Hasan bir anda Sadullah'ın elindeki silaha hamle yapıp almaya çalışırken iki el silah sesi duyulur...

15.Bölüm...
İki el silah sesi gecenin sessizliğinde yankılanır. Sesi duyan herkes olay yerine Kılıçlar'ın evinin önüne gelir. Sadullah elinde silahla öylece bakıyordu. Hasan kanlar içinde yere yığılmıştı.
Sadullah kaçmaya çalışırken mahallenin gençleri tarafından durdurulup etkisiz hale getirilir.

Silah sesinin ardından mahalleye gelen Ender ve Selim ambulansı çağırırlar Hasan için.
Hasan göğsüne aldığı iki kurşun yarasıyla yerde kanlar içinde yatmaktaydı.

"Hasan amca lütfen cevap ver hayır bugün olmaz bugün değil ne olur gözlerini aç." der Selim.

Ender anbulansı aramıştı.

"Ambulans nerede kaldı? Sizde şu serefsizi sıkı tutun kaçarsa gebertirim hepinizi."

Polis arabası siren sesiyle beraber olay yerine gelir. Gençlerin yaka paça tuttukları Sadullah'ı alıp kelepçe takarlar ve arabaya bindirip götürürler.

İki ay sonra...

Yiğit babası öldüğünden beri çok durgunlaşmıştı. Kübra hiç bir şekilde Yiğit'e ulaşamıyordu. Aşık olup evlendiği adam ikisinin arasına adeta duvar örmüştü. İşten eve gelip bir tek annesi ve Elif'le ilgileniyordu. Kübra'yı görmezden geliyordu. 
Sadullah hapse atılmiştı. Yiğit ve Emir reddi miras yaparak borçlardan kurtulmuşlardı.

Yiğit Sadullah'a duyduğu öfkeyi içinde sindiremiyordu. Zeliha kocasının ölüm nedenini Kübra'ya yüklemişti. Kübra olmasaydı kocasının yaşayacağına inanıyordu. Evde Kübra'ya etmediği eziyet kalmamıştı. Yiğit annesinin Kübra'ya yaptıklarını gördüğü halde sessiz kalıyor, karısını savunmuyordu bile.
————————
Yatağında yatan Kübra elini boş olan yastığa atınca Yiğit'in yatakta olmadığını farketti. İçini bir endişe kapladı hemen. Yataktan kalkıp alt kata indi. Yiğit evde yoktu telefonla Yiğit'i arar ama Yiğit açmaz. Beş dakika sonra Yiğit'in zil zurna sarhoş bir şekilde giriş kapısından içeri girdiğini görür.

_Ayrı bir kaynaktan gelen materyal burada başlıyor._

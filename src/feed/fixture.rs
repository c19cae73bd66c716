use async_trait::async_trait;
use std::path::{Component, Path, PathBuf};

use super::parser::parse_feed;
use super::{Feed, FeedSource, FetchError};

/// Identifiers starting with this prefix are served from fixture files.
pub const MOCK_PREFIX: &str = "/mock/";

/// Serves feeds from XML files in a local directory.
///
/// `/mock/36kr_newsflashes_rss.xml` maps to `<dir>/36kr_newsflashes_rss.xml`.
/// Used for offline runs and replaying a known feed.
#[derive(Debug, Clone)]
pub struct FixtureFeedSource {
    dir: PathBuf,
}

impl FixtureFeedSource {
    pub fn new(dir: impl Into<PathBuf>) -> Self {
        Self { dir: dir.into() }
    }

    /// Maps an identifier to a file inside the fixture directory.
    ///
    /// Rejects anything that would escape the directory (`..`, absolute paths).
    pub fn path_for(&self, identifier: &str) -> Result<PathBuf, FetchError> {
        let name = identifier.strip_prefix(MOCK_PREFIX).unwrap_or(identifier);
        let relative = Path::new(name);
        let is_contained = !name.is_empty()
            && relative
                .components()
                .all(|c| matches!(c, Component::Normal(_)));
        if !is_contained {
            return Err(FetchError::InvalidIdentifier(identifier.to_string()));
        }
        Ok(self.dir.join(relative))
    }
}

#[async_trait]
impl FeedSource for FixtureFeedSource {
    async fn fetch(&self, identifier: &str) -> Result<Feed, FetchError> {
        let path = self.path_for(identifier)?;
        tracing::info!(feed = %identifier, path = %path.display(), "Reading fixture feed");

        let bytes = tokio::fs::read(&path).await?;
        parse_feed(&bytes)
    }
}

#[cfg(test)]
mod tests {
    use super::*;

    #[test]
    fn test_path_for_strips_prefix() {
        let src = FixtureFeedSource::new("/srv/mock");
        assert_eq!(
            src.path_for("/mock/36kr.xml").unwrap(),
            PathBuf::from("/srv/mock/36kr.xml")
        );
    }

    #[test]
    fn test_path_for_rejects_traversal() {
        let src = FixtureFeedSource::new("/srv/mock");
        assert!(src.path_for("/mock/../secret.xml").is_err());
        assert!(src.path_for("/mock/").is_err());
    }

    #[tokio::test]
    async fn test_fetch_reads_and_parses_file() {
        let dir = tempfile::tempdir().unwrap();
        std::fs::write(
            dir.path().join("sample.xml"),
            r#"<?xml version="1.0"?><rss version="2.0"><channel><title>Fixture</title>
<item><title>One</title><link>https://example.com/1</link></item></channel></rss>"#,
        )
        .unwrap();

        let src = FixtureFeedSource::new(dir.path());
        let feed = src.fetch("/mock/sample.xml").await.unwrap();
        assert_eq!(feed.title.as_deref(), Some("Fixture"));
        assert_eq!(feed.items.len(), 1);
    }

    #[tokio::test]
    async fn test_missing_file_is_io_error() {
        let dir = tempfile::tempdir().unwrap();
        let src = FixtureFeedSource::new(dir.path());
        let result = src.fetch("/mock/missing.xml").await;
        assert!(matches!(result, Err(FetchError::Io(_))));
    }
}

"Aşkım nerdesin? Öldüm meraktan."

"Ooo karıcım da buradaymış. Gel öpücem gel der."

"Yavaş ol herkesi uyandırcaksın."

Yanına gidip koluna girip üst kata çıkartır Yiğit'i.

"Aşkım" der Yiğit, Kübra'ya uzun uzun sarılır.

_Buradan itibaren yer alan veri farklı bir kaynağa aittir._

use anyhow::{Context, Result};
use clap::Parser;
use secrecy::SecretString;
use std::path::PathBuf;
use std::sync::Arc;
use std::time::Duration;
use tokio::sync::watch;

use hubrelay::config::{RuntimeOptions, Settings, DEFAULT_CONFIG_PATH};
use hubrelay::dedup::DedupTracker;
use hubrelay::dispatcher::Dispatcher;
use hubrelay::feed::{FeedRouter, FixtureFeedSource, HttpFeedSource};
use hubrelay::schedule::{Clock, SystemClock, TriggerPlan};
use hubrelay::sink::{LogSink, OutboundSink, TelegramSink};
use hubrelay::trigger::Trigger;

/// How long a cycle in flight may keep running after a shutdown signal.
const SHUTDOWN_GRACE: Duration = Duration::from_secs(15);

#[derive(Parser, Debug)]
#[command(
    name = "hubrelay",
    version,
    about = "Relay new RSSHub feed items to a Telegram chat"
)]
struct Args {
    /// Path to the TOML config file
    #[arg(long, value_name = "FILE", default_value = DEFAULT_CONFIG_PATH)]
    config: PathBuf,

    /// Deliver every item on every cycle (no deduplication)
    #[arg(long, env = "DEBUG_MODE")]
    debug_mode: bool,

    /// Poll the fixture feed instead of the configured feeds
    #[arg(long, env = "USE_MOCK_DATA")]
    use_mock_data: bool,

    /// Log messages instead of sending them to Telegram
    #[arg(long, env = "SIMULATE_BOT_ONLY")]
    simulate_bot_only: bool,

    /// Do not run a cycle at startup
    #[arg(long, env = "SKIP_INITIAL_CHECK")]
    skip_initial_check: bool,

    /// Target Telegram chat
    #[arg(long, env = "CHAT_ID", hide_env_values = true)]
    chat_id: Option<String>,

    /// Telegram bot token
    #[arg(long, env = "TELEGRAM_BOT_TOKEN", hide_env_values = true)]
    bot_token: Option<String>,
}

impl Args {
    fn runtime_options(self) -> RuntimeOptions {
        RuntimeOptions {
            chat_id: self.chat_id,
            bot_token: self
                .bot_token
                .filter(|t| !t.trim().is_empty())
                .map(SecretString::from),
            debug_mode: self.debug_mode,
            use_mock_data: self.use_mock_data,
            simulate_bot_only: self.simulate_bot_only,
            skip_initial_check: self.skip_initial_check,
        }
    }
}

#[tokio::main]
async fn main() -> Result<()> {
    // .env is optional; real environment variables win
    let dotenv = dotenvy::dotenv();

    tracing_subscriber::fmt()
        .with_env_filter(
            tracing_subscriber::EnvFilter::try_from_default_env()
                .unwrap_or_else(|_| tracing_subscriber::EnvFilter::new("hubrelay=info")),
        )
        .init();

    if let Ok(path) = dotenv {
        tracing::debug!(path = %path.display(), "Loaded .env");
    }

    let args = Args::parse();
    let config_path = args.config.clone();
    let settings = Settings::load(&config_path, args.runtime_options())
        .with_context(|| format!("Failed to load configuration from {}", config_path.display()))?;
    tracing::debug!(settings = ?settings, "Effective settings");

    let dispatcher = Arc::new(build_dispatcher(&settings)?);

    let plan = TriggerPlan::from_config(
        &settings.schedule,
        settings.skip_initial_check,
        SystemClock.now(),
    );
    tracing::info!(
        plan = ?plan,
        debug_mode = settings.debug_mode,
        mock = settings.use_mock_data,
        simulate = settings.simulate_bot_only,
        "Starting hubrelay"
    );

    let (shutdown_tx, shutdown_rx) = watch::channel(false);
    let trigger = Trigger::new(plan, settings.schedule.timezone);
    let mut task = tokio::spawn(trigger.run(Arc::clone(&dispatcher), shutdown_rx));

    tokio::select! {
        signal = shutdown_signal() => {
            signal.context("Failed to listen for shutdown signal")?;
            tracing::info!("Shutdown signal received");
        }
        joined = &mut task => {
            // Only reachable when the plan has no periodic part
            joined.context("Trigger task panicked")?;
            tracing::info!("No further checks scheduled, exiting");
            return Ok(());
        }
    }

    let _ = shutdown_tx.send(true);
    match tokio::time::timeout(SHUTDOWN_GRACE, &mut task).await {
        Ok(joined) => joined.context("Trigger task panicked")?,
        Err(_) => {
            tracing::warn!(
                grace_secs = SHUTDOWN_GRACE.as_secs(),
                "Cycle still running after grace period, aborting"
            );
            task.abort();
        }
    }

    tracing::info!("Goodbye");
    Ok(())
}

fn build_dispatcher(settings: &Settings) -> Result<Dispatcher> {
    let client = reqwest::Client::builder()
        .user_agent(concat!("hubrelay/", env!("CARGO_PKG_VERSION")))
        .build()
        .context("Failed to build HTTP client")?;

    let source = FeedRouter::new(
        HttpFeedSource::new(client.clone(), settings.rss_hub_url.clone()),
        FixtureFeedSource::new(settings.fixture_dir.clone()),
    );

    let sink: Arc<dyn OutboundSink> = match (&settings.bot_token, settings.simulate_bot_only) {
        (Some(token), false) => Arc::new(
            TelegramSink::new(client, token.clone()).with_api_base(&settings.telegram_api_base),
        ),
        _ => {
            tracing::warn!("Simulate mode: messages will be logged, not sent");
            Arc::new(LogSink)
        }
    };

    let tracker = if settings.debug_mode {
        tracing::warn!("Debug mode: deduplication disabled, every item is delivered each cycle");
        DedupTracker::bypassed()
    } else {
        DedupTracker::new()
    };

    Ok(Dispatcher::new(
        settings.feeds.clone(),
        settings.chat_id.clone(),
        Arc::new(source),
        sink,
    )
    .with_tracker(tracker)
    .with_max_items_per_feed(settings.max_items_per_feed))
}

async fn shutdown_signal() -> std::io::Result<()> {
    #[cfg(unix)]
    {
        use tokio::signal::unix::{signal, SignalKind};
        let mut term = signal(SignalKind::terminate())?;
        tokio::select! {
            res = tokio::signal::ctrl_c() => res,
            _ = term.recv() => Ok(()),
        }
    }

    #[cfg(not(unix))]
    {
        tokio::signal::ctrl_c().await
    }
}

Babası oldüğünden beri ilk kez Kübra'ya sarılıyordu. Kübra şaşırır ama kocasını o kadar çok özlemiştir ki o da Yiğit'e  sımsıkı sarılır.

"Çok özledim seni karıcığım. Kokunu tenini her şeyini" der kokusunu içine çeker.

"Bende seni çok özledim."

"Prensesim nerede?"

"Şitt sessiz ol babası uyuyor."

Yiğit sendeleyerek kızının odasına gider. Yatakta yatan kızını eğilerek öper. Sonra Kübra'nın yardımıyla yatak odasına giderler.

"Sana kahve yapayım mı?"

"Hayır yapma ayılmak istemiyorum. Hem ben sarhoş değilim ki."